Since the anti-dumping and countervailing duties, as the tariffs are officially called, began moving through the market a year ago, they have consumed less attention from TEXO contractors, McDaniel says. They have been learning to live with cost uncertainly by including language in contracts that mitigates the risk of having to absorb current or future tariff charges. Major projects are usually undertaken with long lead times, and margins are thin in a competitive industry, McDaniel adds.
The industry’s chief lobby, the Associated General Contractors of America, has been critical of tariffs imposed on lumber imports from Canada, several types of steel and aluminum, and on Chinese construction materials, including electrical components. They contributed to what Federal Reserve Bank of St. Louis research says was a 6 percent increase in the producer price index for inputs to the construction industry in the first 11 months of 2018.
“We use second-generation (recycled) steel, so we’re less affected than say, the auto industry,” says Steven Whitcraft, preconstruction manager at Turner Construction Co., another of the largest construction companies in Dallas. His company uses only modest amounts of wood, which has seen particularly volatile pricing.
Whitcraft says it’s clear that the tariffs are adding to costs for construction companies and their clients.
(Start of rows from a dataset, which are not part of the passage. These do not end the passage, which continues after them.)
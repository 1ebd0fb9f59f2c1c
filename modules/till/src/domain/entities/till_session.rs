//! TillSession entity - a cashier's open cash drawer for a branch/terminal
//! interval (spec 3, spec 4.5).
//!
//! Invariants:
//! - At most one `open` session per `(branch_id, terminal_id)` at any
//!   instant (enforced by the repository's open-session lookup plus a
//!   partial unique index at the storage layer, not re-validated here).
//! - `opening_amount` must be non-negative.
//! - Closing requires a `declared_closing_amount`; the system-computed
//!   closing amount and the resulting variance are supplied by the use
//!   case (spec 4.5: summed from the order ledger, which this entity has
//!   no access to) and merely recorded here.

use chrono::{DateTime, Utc};
use rust_decimal::Decimal;
use serde::{Deserialize, Serialize};

use identity::BranchId;
use pos_core::TerminalId;

use crate::domain::value_objects::{TillSessionId, TillSessionStatus};
use crate::TillError;
use identity::ActorId as StaffId;

/// One cash-denomination count entered by the cashier at open or close,
/// e.g. `{ denomination: 100.00, count: 4 }`. Free-form per spec 3
/// (`cashCounts`); the core does not interpret it beyond storing it.
#[derive(Debug, Clone, Copy, Serialize, Deserialize)]
pub struct CashCount {
    pub denomination: Decimal,
    pub count: i64,
}

#[derive(Debug, Clone, Serialize, Deserialize)]
pub struct TillSession {
    id: TillSessionId,
    branch_id: BranchId,
    terminal_id: Option<TerminalId>,
    staff_id: StaffId,
    status: TillSessionStatus,
    opened_at: DateTime<Utc>,
    opening_amount: Decimal,
    closed_at: Option<DateTime<Utc>>,
    declared_closing_amount: Option<Decimal>,
    system_closing_amount: Option<Decimal>,
    variance: Option<Decimal>,
    cash_counts: Vec<CashCount>,
    notes: Option<String>,
    created_at: DateTime<Utc>,
    updated_at: DateTime<Utc>,
}

impl TillSession {
    /// Opens a new session. Preconditions from spec 4.5 (staff active,
    /// branch scope, no existing open session, terminal active) are
    /// caller responsibilities (`OpenTillUseCase`); this constructor only
    /// enforces `opening_amount >= 0`.
    pub fn open(
        branch_id: BranchId,
        terminal_id: Option<TerminalId>,
        staff_id: StaffId,
        opening_amount: Decimal,
        cash_counts: Vec<CashCount>,
        notes: Option<String>,
    ) -> Result<Self, TillError> {
        if opening_amount < Decimal::ZERO {
            return Err(TillError::InvalidOpeningAmount);
        }
        let now = Utc::now();
        Ok(Self {
            id: TillSessionId::new(),
            branch_id,
            terminal_id,
            staff_id,
            status: TillSessionStatus::Open,
            opened_at: now,
            opening_amount,
            closed_at: None,
            declared_closing_amount: None,
            system_closing_amount: None,
            variance: None,
            cash_counts,
            notes,
            created_at: now,
            updated_at: now,
        })
    }

    #[allow(clippy::too_many_arguments)]
    pub fn reconstitute(
        id: TillSessionId,
        branch_id: BranchId,
        terminal_id: Option<TerminalId>,
        staff_id: StaffId,
        status: TillSessionStatus,
        opened_at: DateTime<Utc>,
        opening_amount: Decimal,
        closed_at: Option<DateTime<Utc>>,
        declared_closing_amount: Option<Decimal>,
        system_closing_amount: Option<Decimal>,
        variance: Option<Decimal>,
        cash_counts: Vec<CashCount>,
        notes: Option<String>,
        created_at: DateTime<Utc>,
        updated_at: DateTime<Utc>,
    ) -> Self {
        Self {
            id,
            branch_id,
            terminal_id,
            staff_id,
            status,
            opened_at,
            opening_amount,
            closed_at,
            declared_closing_amount,
            system_closing_amount,
            variance,
            cash_counts,
            notes,
            created_at,
            updated_at,
        }
    }

    /// Seals the session given a system-computed closing amount (spec 4.5:
    /// `opening_amount + cash amountPaid across this session's orders -
    /// refunds`), recording `variance = declared - system`.
    pub fn close(
        &mut self,
        declared_closing_amount: Decimal,
        system_closing_amount: Decimal,
        cash_counts: Vec<CashCount>,
        notes: Option<String>,
    ) -> Result<(), TillError> {
        if !self.status.can_close() {
            return Err(TillError::TillClosed);
        }
        self.status = TillSessionStatus::Closed;
        self.closed_at = Some(Utc::now());
        self.declared_closing_amount = Some(declared_closing_amount);
        self.system_closing_amount = Some(system_closing_amount);
        self.variance = Some(declared_closing_amount - system_closing_amount);
        if !cash_counts.is_empty() {
            self.cash_counts = cash_counts;
        }
        self.notes = notes.or_else(|| self.notes.clone());
        self.updated_at = Utc::now();
        Ok(())
    }

    pub fn validate_open(&self) -> Result<(), TillError> {
        if !self.status.is_open() {
            return Err(TillError::TillClosed);
        }
        Ok(())
    }

    pub fn id(&self) -> TillSessionId {
        self.id
    }

    pub fn branch_id(&self) -> BranchId {
        self.branch_id
    }

    pub fn terminal_id(&self) -> Option<TerminalId> {
        self.terminal_id
    }

    pub fn staff_id(&self) -> StaffId {
        self.staff_id
    }

    pub fn status(&self) -> TillSessionStatus {
        self.status
    }

    pub fn opened_at(&self) -> DateTime<Utc> {
        self.opened_at
    }

    pub fn opening_amount(&self) -> Decimal {
        self.opening_amount
    }

    pub fn closed_at(&self) -> Option<DateTime<Utc>> {
        self.closed_at
    }

    pub fn declared_closing_amount(&self) -> Option<Decimal> {
        self.declared_closing_amount
    }

    pub fn system_closing_amount(&self) -> Option<Decimal> {
        self.system_closing_amount
    }

    pub fn variance(&self) -> Option<Decimal> {
        self.variance
    }

    pub fn cash_counts(&self) -> &[CashCount] {
        &self.cash_counts
    }

    pub fn notes(&self) -> Option<&str> {
        self.notes.as_deref()
    }

    pub fn created_at(&self) -> DateTime<Utc> {
        self.created_at
    }

    pub fn updated_at(&self) -> DateTime<Utc> {
        self.updated_at
    }
}

#[cfg(test)]
mod tests {
    use super::*;
    use rust_decimal_macros::dec;

    fn open_session() -> TillSession {
        TillSession::open(BranchId::new(), Some(TerminalId::new()), StaffId::new(), dec!(200.00), vec![], None).unwrap()
    }

    #[test]
    fn opens_with_non_negative_amount() {
        let session = open_session();
        assert!(session.status().is_open());
        assert_eq!(session.opening_amount(), dec!(200.00));
    }

    #[test]
    fn rejects_negative_opening_amount() {
        let result = TillSession::open(BranchId::new(), None, StaffId::new(), dec!(-1.00), vec![], None);
        assert!(matches!(result, Err(TillError::InvalidOpeningAmount)));
    }

    #[test]
    fn close_computes_variance_from_system_amount() {
        let mut session = open_session();
        // opening 200.00 + cash sales 450.00 = system 650.00 (scenario 6)
        session.close(dec!(640.00), dec!(650.00), vec![], None).unwrap();

        assert!(session.status().is_closed());
        assert_eq!(session.system_closing_amount(), Some(dec!(650.00)));
        assert_eq!(session.variance(), Some(dec!(-10.00)));
    }

    #[test]
    fn cannot_close_twice() {
        let mut session = open_session();
        session.close(dec!(200.00), dec!(200.00), vec![], None).unwrap();
        let result = session.close(dec!(200.00), dec!(200.00), vec![], None);
        assert!(matches!(result, Err(TillError::TillClosed)));
    }
}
Still, because prices are a result of many factors, there is no quantitative way of attributing what part of the price increases result from tariffs and other factors, such as transportation bottlenecks, or temporary shortages.
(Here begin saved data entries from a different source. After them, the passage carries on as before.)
// VariantId - identifier for a sellable product variant (size/color/etc)
// on the adjacent cart/sale-line surface; distinct from RecipeVariantId,
// which identifies a recipe-costing variant (spec 3).

use serde::{Deserialize, Serialize};
use uuid::{NoContext, Timestamp, Uuid};

#[derive(Debug, Clone, Copy, PartialEq, Eq, Hash, Serialize, Deserialize)]
pub struct VariantId(Uuid);

impl VariantId {
    pub fn new() -> Self {
        Self(Uuid::new_v7(Timestamp::now(NoContext)))
    }

    pub fn from_uuid(uuid: Uuid) -> Self {
        Self(uuid)
    }

    pub fn into_uuid(self) -> Uuid {
        self.0
    }
}

impl Default for VariantId {
    fn default() -> Self {
        Self::new()
    }
}

impl std::fmt::Display for VariantId {
    fn fmt(&self, f: &mut std::fmt::Formatter<'_>) -> std::fmt::Result {
        write!(f, "{}", self.0)
    }
}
Contractors have opportunities to employ alternative designs that use unaffected materials, but at times are forced to buy items at prices that are likely to have been inflated by the tariffs, Whitcraft says.
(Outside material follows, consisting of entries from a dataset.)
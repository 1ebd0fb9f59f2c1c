use axum::{extract::State, http::StatusCode, Json};
use std::sync::Arc;

use crate::health::{application::HealthCheckUseCase, domain::HealthStatus};

/// Handler de Axum para el endpoint de health check
pub async fn health_check_handler(
    State(use_case): State<Arc<HealthCheckUseCase>>,
) -> (StatusCode, Json<HealthStatus>) {
    let status = use_case.execute();
    let http_status = if status.is_healthy() {
        StatusCode::OK
    } else {
        StatusCode::SERVICE_UNAVAILABLE
    };
    (http_status, Json(status))
}

/// Versión simplificada sin estado compartido
pub async fn health_check_simple() -> (StatusCode, Json<HealthStatus>) {
    let status = HealthStatus::healthy("api-gateway", env!("CARGO_PKG_VERSION"));
    (StatusCode::OK, Json(status))
}
// InventoryItem entity - a stocked, non-stocked, or service material.

use serde::{Deserialize, Serialize};
use tenancy::TenantId;

use crate::domain::value_objects::{ItemId, ItemType, Sku};

#[derive(Debug, Clone, Serialize, Deserialize)]
pub struct InventoryItem {
    id: ItemId,
    tenant_id: TenantId,
    name: String,
    sku: Sku,
    item_type: ItemType,
    base_unit: String,
    category_id: Option<uuid::Uuid>,
    active: bool,
}

impl InventoryItem {
    pub fn new(
        tenant_id: TenantId,
        name: String,
        sku: Sku,
        item_type: ItemType,
        base_unit: String,
        category_id: Option<uuid::Uuid>,
    ) -> Self {
        Self {
            id: ItemId::new(),
            tenant_id,
            name,
            sku,
            item_type,
            base_unit,
            category_id,
            active: true,
        }
    }

    #[allow(clippy::too_many_arguments)]
    pub fn reconstitute(
        id: ItemId,
        tenant_id: TenantId,
        name: String,
        sku: Sku,
        item_type: ItemType,
        base_unit: String,
        category_id: Option<uuid::Uuid>,
        active: bool,
    ) -> Self {
        Self {
            id,
            tenant_id,
            name,
            sku,
            item_type,
            base_unit,
            category_id,
            active,
        }
    }

    pub fn id(&self) -> ItemId {
        self.id
    }

    pub fn tenant_id(&self) -> TenantId {
        self.tenant_id
    }

    pub fn name(&self) -> &str {
        &self.name
    }

    pub fn sku(&self) -> &Sku {
        &self.sku
    }

    pub fn item_type(&self) -> ItemType {
        self.item_type
    }

    pub fn base_unit(&self) -> &str {
        &self.base_unit
    }

    pub fn category_id(&self) -> Option<uuid::Uuid> {
        self.category_id
    }

    pub fn active(&self) -> bool {
        self.active
    }

    /// Soft-delete: retire from authoring without removing ledger history.
    pub fn retire(&mut self) {
        self.active = false;
    }
}

#[cfg(test)]
mod tests {
    use super::*;

    #[test]
    fn new_item_starts_active() {
        let item = InventoryItem::new(
            TenantId::new(),
            "Mozzarella".into(),
            Sku::from_string("PRD-DAI-0001".into()),
            ItemType::Stock,
            "g".into(),
            None,
        );
        assert!(item.active());
    }

    #[test]
    fn retire_flips_active_off() {
        let mut item = InventoryItem::new(
            TenantId::new(),
            "Mozzarella".into(),
            Sku::from_string("PRD-DAI-0001".into()),
            ItemType::Stock,
            "g".into(),
            None,
        );
        item.retire();
        assert!(!item.active());
    }
}
// MenuCategory entity - groups MenuItems for display. Authoring (create/
// rename/reorder) is out of core scope; this type exists so `MenuItem`'s
// `categoryId` and `BranchMenu`'s `categoryIdSnapshot` are real references.

use serde::{Deserialize, Serialize};
use tenancy::TenantId;

use crate::domain::value_objects::MenuCategoryId;

#[derive(Debug, Clone, Serialize, Deserialize)]
pub struct MenuCategory {
    id: MenuCategoryId,
    tenant_id: TenantId,
    name: String,
    display_order: i32,
}

impl MenuCategory {
    pub fn new(tenant_id: TenantId, name: String, display_order: i32) -> Self {
        Self {
            id: MenuCategoryId::new(),
            tenant_id,
            name,
            display_order,
        }
    }

    pub fn reconstitute(id: MenuCategoryId, tenant_id: TenantId, name: String, display_order: i32) -> Self {
        Self {
            id,
            tenant_id,
            name,
            display_order,
        }
    }

    pub fn id(&self) -> MenuCategoryId {
        self.id
    }

    pub fn tenant_id(&self) -> TenantId {
        self.tenant_id
    }

    pub fn name(&self) -> &str {
        &self.name
    }

    pub fn display_order(&self) -> i32 {
        self.display_order
    }
}
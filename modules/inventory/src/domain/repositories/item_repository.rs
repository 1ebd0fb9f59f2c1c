// ItemRepository trait - persistence port for InventoryItem

use async_trait::async_trait;

use crate::domain::entities::InventoryItem;
use crate::domain::value_objects::ItemId;
use crate::InventoryError;
use tenancy::TenantId;

#[async_trait]
pub trait ItemRepository: Send + Sync {
    async fn save(&self, item: &InventoryItem) -> Result<(), InventoryError>;

    async fn find_by_id(&self, tenant_id: TenantId, id: ItemId) -> Result<Option<InventoryItem>, InventoryError>;

    async fn find_by_sku(&self, tenant_id: TenantId, sku: &str) -> Result<Option<InventoryItem>, InventoryError>;

    /// Bulk lookup used to resolve item types for ledger mutation (spec 4.3:
    /// "service"-typed items are silently skipped).
    async fn find_by_ids(&self, tenant_id: TenantId, ids: &[ItemId]) -> Result<Vec<InventoryItem>, InventoryError>;
}
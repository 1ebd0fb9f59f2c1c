// Core module errors - branches, POS terminals, order-number allocation.

use thiserror::Error;
use uuid::Uuid;

#[derive(Debug, Clone, Copy, PartialEq, Eq)]
pub enum ErrorKind {
    Validation,
    NotFound,
    Conflict,
    Internal,
}

#[derive(Debug, Error)]
pub enum CoreError {
    #[error("branch not found: {0}")]
    BranchNotFound(Uuid),

    #[error("branch code already exists: {0}")]
    BranchCodeExists(String),

    #[error("invalid branch code format")]
    InvalidBranchCode,

    #[error("terminal not found: {0}")]
    TerminalNotFound(Uuid),

    #[error("terminal is not active: {0}")]
    TerminalInactive(Uuid),

    #[error("terminal code already exists: {0}")]
    TerminalCodeExists(String),

    #[error("invalid terminal code format")]
    InvalidTerminalCode,

    #[error("order number allocation failed for branch {0}")]
    OrderNumberAllocationFailed(Uuid),

    #[error("database error: {0}")]
    Database(#[from] sqlx::Error),
}

impl CoreError {
    pub fn kind(&self) -> ErrorKind {
        match self {
            CoreError::BranchNotFound(_) | CoreError::TerminalNotFound(_) => ErrorKind::NotFound,
            CoreError::BranchCodeExists(_) | CoreError::TerminalCodeExists(_) => {
                ErrorKind::Conflict
            }
            CoreError::InvalidBranchCode | CoreError::InvalidTerminalCode => {
                ErrorKind::Validation
            }
            CoreError::TerminalInactive(_) => ErrorKind::Conflict,
            CoreError::OrderNumberAllocationFailed(_) => ErrorKind::Internal,
            CoreError::Database(_) => ErrorKind::Internal,
        }
    }
}
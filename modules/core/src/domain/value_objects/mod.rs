// Value objects for the core domain

mod branch_code;
mod terminal_code;
mod terminal_id;

pub use branch_code::BranchCode;
pub use terminal_code::TerminalCode;
pub use terminal_id::TerminalId;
The industry’s trade association says the tariffs pose two possible risks: either contractors will have to settle for smaller profit margins or project owners with fixed budgets will cut back on projects.
So far in Dallas, Whitcraft says, higher costs have done little to slow down what has been, in his words, “a very busy time” for the industry. “There are as many construction opportunities as there have ever been in my career,” he says. “You can see the cranes on the skyline.”
Thomas Korosec is an award-winning journalist who specializes in legal and business topics.